‘Unconscionable’; MSNBC Pans Trump on Coronavirus as ‘Failure,’ Claims Feds Will Shirk Role

March 12th, 2020 7:45 AM

Even after the first reactions Wednesday night to President Trump’s address over the coronavirus, MSNBC pundits Rachel Maddow, Lawrence O’Donnell, and guest/former Biden aide/Ebola czar Ron Klain continued to attack Trump administration as a “failure of leadership,” having acted in an “absolutely unconscionable” way by not having widespread testing, and engaging in “politically convenient disinformation.”

More ghoulishly, however, Klain predicted the federal will intentionally not deploy resources but instead leave local and state governments hanging when “the deep state is what fights the crisis like this.”

 

 

Klain returned to Maddow’s set at the 9:47 p.m. Eastern mark and condemned “the unevenness and the inexplicability of this travel restriction… really starts to stick out at you,” blasting the idea of European travel bans being of any significance as previous coronavirus-related restrictions “gave the President a false sense of security.”

Maddow picked up from there, stating she’s “so enrage[ed] that the U.S. testing situation is — continues to be a fiasco this far into this” and wondering why we haven’t just copy-pasted testing methods from other countries.

Klain replied by not panning CDC missteps or, well, anything. Instead, he dubbed it “it's a failure of leadership by the president and task force.”

Awhile after some actual, practical suggestions from Klain that didn’t involve bashing Trump (which must have been pain-staking), Klain went back to the well, like the good Biden operative that is, with the ugly prediction that the federal government will seemingly pull back (click “expand,” emphasis added):

KLAIN: One thing I put a star on is I think we’ve got to watch for what’s going to be a pivot, I think, in the Trump administration rhetoric. I think, increasingly, they’re going to say, hey, this is a state and local problem. We're here to provide technical expertise but solving this will be up to governors and mayors. I think they’re going to try to push this problem downward. The federal government does have tools, right? We have FEMA that we could use. They're really good at building things quickly after hurricanes and earthquakes. They might be able to deployed to build temporary hospitals in cities and places that need them. Governors could use the National Guard for that purpose.

MADDOW: Yeah, I’m imagining mass units. Hospital tents.

KLAIN: Exactly. That's again what we do when there’s a horrible hurricane or horrible tornado that kind of wipes out a medical facility, FEMA can sometimes do that. We need to be really creative about how this is going to happen. You see what is going on in Korea. It’s not just extreme care but testing, drive through testing, trying to get the testing out of the health care center, protect the personnel, protect you when you're being tested from being infected by others. We just need to be more creative. We're not really seeing that from the White House. We're seeing is kind of vague statements and vague direction but not that kind of push to action.

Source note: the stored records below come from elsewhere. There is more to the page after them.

//! Event repository

use std::collections::HashMap;

use async_trait::async_trait;
use chrono::Utc;

use sqlx::SqliteConnection;

use super::{parse_db_timestamp, DbPool, StoreError};
use crate::models::{Event, EventMode};

/// Persistence contract for events
#[async_trait]
pub trait EventStore: Send + Sync {
    /// Insert when `event.id` is `None`, update otherwise; returns the stored record
    async fn save(&self, event: Event) -> Result<Event, StoreError>;

    async fn find_by_id(&self, id: i64) -> Result<Option<Event>, StoreError>;

    async fn find_by_slug(&self, slug: &str) -> Result<Option<Event>, StoreError>;

    /// All events ordered by id
    async fn find_all(&self) -> Result<Vec<Event>, StoreError>;

    /// Exact, case-sensitive title match
    async fn exists_by_title(&self, title: &str) -> Result<bool, StoreError>;

    async fn exists_by_slug(&self, slug: &str) -> Result<bool, StoreError>;

    /// Returns `false` when nothing was deleted
    async fn delete(&self, id: i64) -> Result<bool, StoreError>;
}

#[derive(Debug, sqlx::FromRow)]
struct EventRow {
    id: i64,
    title: String,
    slug: String,
    description: String,
    overview: String,
    image: String,
    venue: String,
    location: String,
    date: String,
    time: String,
    mode: String,
    audience: String,
    organizer: String,
    created_at: String,
    updated_at: String,
}

impl EventRow {
    fn into_event(self, agenda: Vec<String>, tags: Vec<String>) -> Result<Event, StoreError> {
        let mode = self
            .mode
            .parse::<EventMode>()
            .map_err(|e| StoreError::InvalidRecord(e.to_string()))?;

        Ok(Event {
            id: Some(self.id),
            title: self.title,
            slug: Some(self.slug),
            description: self.description,
            overview: self.overview,
            image: self.image,
            venue: self.venue,
            location: self.location,
            date: self.date,
            time: self.time,
            mode,
            audience: self.audience,
            agenda,
            organizer: self.organizer,
            tags,
            created_at: Some(parse_db_timestamp(&self.created_at)?),
            updated_at: Some(parse_db_timestamp(&self.updated_at)?),
        })
    }
}

const SELECT_EVENT: &str = r#"
    SELECT id, title, slug, description, overview, image, venue, location,
           date, time, mode, audience, organizer, created_at, updated_at
    FROM events
"#;

/// SQLite-backed [`EventStore`]
#[derive(Clone)]
pub struct SqliteEventStore {
    pool: DbPool,
}

impl SqliteEventStore {
    pub fn new(pool: DbPool) -> Self {
        Self { pool }
    }
}

/// Agenda items and tags of one event, in position order
async fn load_collections(
    conn: &mut SqliteConnection,
    id: i64,
) -> Result<(Vec<String>, Vec<String>), StoreError> {
    let agenda = sqlx::query_scalar(
        "SELECT agenda_item FROM event_agenda WHERE event_id = ? ORDER BY position",
    )
    .bind(id)
    .fetch_all(&mut *conn)
    .await?;

    let tags = sqlx::query_scalar("SELECT tag FROM event_tags WHERE event_id = ? ORDER BY position")
        .bind(id)
        .fetch_all(&mut *conn)
        .await?;

    Ok((agenda, tags))
}

/// Attach the collections of `row`, read on the same connection
async fn hydrate(
    conn: &mut SqliteConnection,
    row: Option<EventRow>,
) -> Result<Option<Event>, StoreError> {
    match row {
        Some(row) => {
            let (agenda, tags) = load_collections(conn, row.id).await?;
            row.into_event(agenda, tags).map(Some)
        }
        None => Ok(None),
    }
}

/// Group `(event_id, value)` pairs, keeping their query order
fn group_by_event(pairs: Vec<(i64, String)>) -> HashMap<i64, Vec<String>> {
    let mut grouped: HashMap<i64, Vec<String>> = HashMap::new();
    for (event_id, value) in pairs {
        grouped.entry(event_id).or_default().push(value);
    }
    grouped
}

#[async_trait]
impl EventStore for SqliteEventStore {
    async fn save(&self, mut event: Event) -> Result<Event, StoreError> {
        event.normalize();
        let slug = event.slug.clone().unwrap_or_default();
        let now = Utc::now();
        let now_str = now.to_rfc3339();

        let mut tx = self.pool.begin().await?;

        let (id, created_at) = match event.id {
            None => {
                let id: i64 = sqlx::query_scalar(
                    r#"
                    INSERT INTO events (title, slug, description, overview, image, venue,
                                        location, date, time, mode, audience, organizer,
                                        created_at, updated_at)
                    VALUES (?, ?, ?, ?, ?, ?, ?, ?, ?, ?, ?, ?, ?, ?)
                    RETURNING id
                    "#,
                )
                .bind(&event.title)
                .bind(&slug)
                .bind(&event.description)
                .bind(&event.overview)
                .bind(&event.image)
                .bind(&event.venue)
                .bind(&event.location)
                .bind(&event.date)
                .bind(&event.time)
                .bind(event.mode.as_str())
                .bind(&event.audience)
                .bind(&event.organizer)
                .bind(&now_str)
                .bind(&now_str)
                .fetch_one(&mut *tx)
                .await?;
                (id, now)
            }
            Some(id) => {
                let created: Option<String> = sqlx::query_scalar(
                    r#"
                    UPDATE events
                    SET title = ?, slug = ?, description = ?, overview = ?, image = ?,
                        venue = ?, location = ?, date = ?, time = ?, mode = ?,
                        audience = ?, organizer = ?, updated_at = ?
                    WHERE id = ?
                    RETURNING created_at
                    "#,
                )
                .bind(&event.title)
                .bind(&slug)
                .bind(&event.description)
                .bind(&event.overview)
                .bind(&event.image)
                .bind(&event.venue)
                .bind(&event.location)
                .bind(&event.date)
                .bind(&event.time)
                .bind(event.mode.as_str())
                .bind(&event.audience)
                .bind(&event.organizer)
                .bind(&now_str)
                .bind(id)
                .fetch_optional(&mut *tx)
                .await?;

                let created = created
                    .ok_or_else(|| StoreError::NotFound(format!("Event with id: {id} not found")))?;
                (id, parse_db_timestamp(&created)?)
            }
        };

        sqlx::query("DELETE FROM event_agenda WHERE event_id = ?")
            .bind(id)
            .execute(&mut *tx)
            .await?;
        for (position, item) in event.agenda.iter().enumerate() {
            sqlx::query("INSERT INTO event_agenda (event_id, position, agenda_item) VALUES (?, ?, ?)")
                .bind(id)
                .bind(position as i64)
                .bind(item)
                .execute(&mut *tx)
                .await?;
        }

        sqlx::query("DELETE FROM event_tags WHERE event_id = ?")
            .bind(id)
            .execute(&mut *tx)
            .await?;
        for (position, tag) in event.tags.iter().enumerate() {
            sqlx::query("INSERT INTO event_tags (event_id, position, tag) VALUES (?, ?, ?)")
                .bind(id)
                .bind(position as i64)
                .bind(tag)
                .execute(&mut *tx)
                .await?;
        }

        tx.commit().await?;

        event.id = Some(id);
        event.created_at = Some(created_at);
        event.updated_at = Some(now);
        Ok(event)
    }

    async fn find_by_id(&self, id: i64) -> Result<Option<Event>, StoreError> {
        let mut tx = self.pool.begin().await?;
        let row = sqlx::query_as::<_, EventRow>(&format!("{SELECT_EVENT} WHERE id = ?"))
            .bind(id)
            .fetch_optional(&mut *tx)
            .await?;
        let event = hydrate(&mut *tx, row).await?;
        tx.commit().await?;
        Ok(event)
    }

    async fn find_by_slug(&self, slug: &str) -> Result<Option<Event>, StoreError> {
        let mut tx = self.pool.begin().await?;
        let row = sqlx::query_as::<_, EventRow>(&format!("{SELECT_EVENT} WHERE slug = ?"))
            .bind(slug)
            .fetch_optional(&mut *tx)
            .await?;
        let event = hydrate(&mut *tx, row).await?;
        tx.commit().await?;
        Ok(event)
    }

    async fn find_all(&self) -> Result<Vec<Event>, StoreError> {
        // One snapshot for rows and collections
        let mut tx = self.pool.begin().await?;
        let rows = sqlx::query_as::<_, EventRow>(&format!("{SELECT_EVENT} ORDER BY id"))
            .fetch_all(&mut *tx)
            .await?;

        let mut agenda = group_by_event(
            sqlx::query_as(
                "SELECT event_id, agenda_item FROM event_agenda ORDER BY event_id, position",
            )
            .fetch_all(&mut *tx)
            .await?,
        );
        let mut tags = group_by_event(
            sqlx::query_as("SELECT event_id, tag FROM event_tags ORDER BY event_id, position")
                .fetch_all(&mut *tx)
                .await?,
        );
        tx.commit().await?;

        rows.into_iter()
            .map(|row| {
                let id = row.id;
                row.into_event(
                    agenda.remove(&id).unwrap_or_default(),
                    tags.remove(&id).unwrap_or_default(),
                )
            })
            .collect()
    }

    async fn exists_by_title(&self, title: &str) -> Result<bool, StoreError> {
        let exists: bool = sqlx::query_scalar("SELECT EXISTS(SELECT 1 FROM events WHERE title = ?)")
            .bind(title)
            .fetch_one(&self.pool)
            .await?;
        Ok(exists)
    }

    async fn exists_by_slug(&self, slug: &str) -> Result<bool, StoreError> {
        let exists: bool = sqlx::query_scalar("SELECT EXISTS(SELECT 1 FROM events WHERE slug = ?)")
            .bind(slug)
            .fetch_one(&self.pool)
            .await?;
        Ok(exists)
    }

    async fn delete(&self, id: i64) -> Result<bool, StoreError> {
        let result = sqlx::query("DELETE FROM events WHERE id = ?")
            .bind(id)
            .execute(&self.pool)
            .await?;
        Ok(result.rows_affected() > 0)
    }
}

Before going to The Last Word and O’Donnell, Klain claimed that he trusts career government health experts, but “worr[ies] they are being muzzled by the President.”

He used that point as a springboard to extend the “deep state” tag from intelligence to health officials, again insinuating that they’re not currently doing what they could be doing:

Look, when you have a crisis like this, the deep state is what fights the crisis like this. It’s the men and women who are permanent government servants, people that work with me on the Ebola response, they’re still there. They’re great people, great scientists. Great public servants. They need to be turned loose to solve this problem, not distrusted and sidelined.

In the hand-over between shows, Maddow and O’Donnell showered slobbering praise on Klain usually reserved for Ruth Bader Ginsburg or Barack Obama (click “expand”):

 

 

O’DONNELL: I invite viewers to compare what they learn from Ron in your last 45 minutes of discussion to what they've been hearing from Trump administration officials, not the medical professionals but the actual White House staff because that's what Ron Klain was in the Obama White House. He was in a position without medical expertise but with expertise about how to make government work, how to make arms of the government work together in a crisis like this and of course, he did pick up a great deal of expertise about this kind of situation and about the medical elements of this situation. I haven't heard anyone from the Kellyanne Conways to the Larry Kudlows to the Trump appointees in the White House who have anything like the command of this subject that Ron Klain has in one sentence.

MADDOW: Not only the lack of command but the overt publicly — excuse me, politically convenient disinformation. Those two people you just cited — Kellyanne Conway and Larry Kudlow, both saying this is contained. Kudlow saying almost airtight, you know, as the number of U.S. cases started low and headed toward over 1,000 where it is now. The overt disinformation from the President on down has been — is actually one of serious challenges that we've got as a country in terms of how to deal with this and I don't think anybody was under any illusions they handled this well. I’m not sure any of us were cynical enough to expect they would handle it so overtly badly that they’d be one of the problems we needed to fix along the way.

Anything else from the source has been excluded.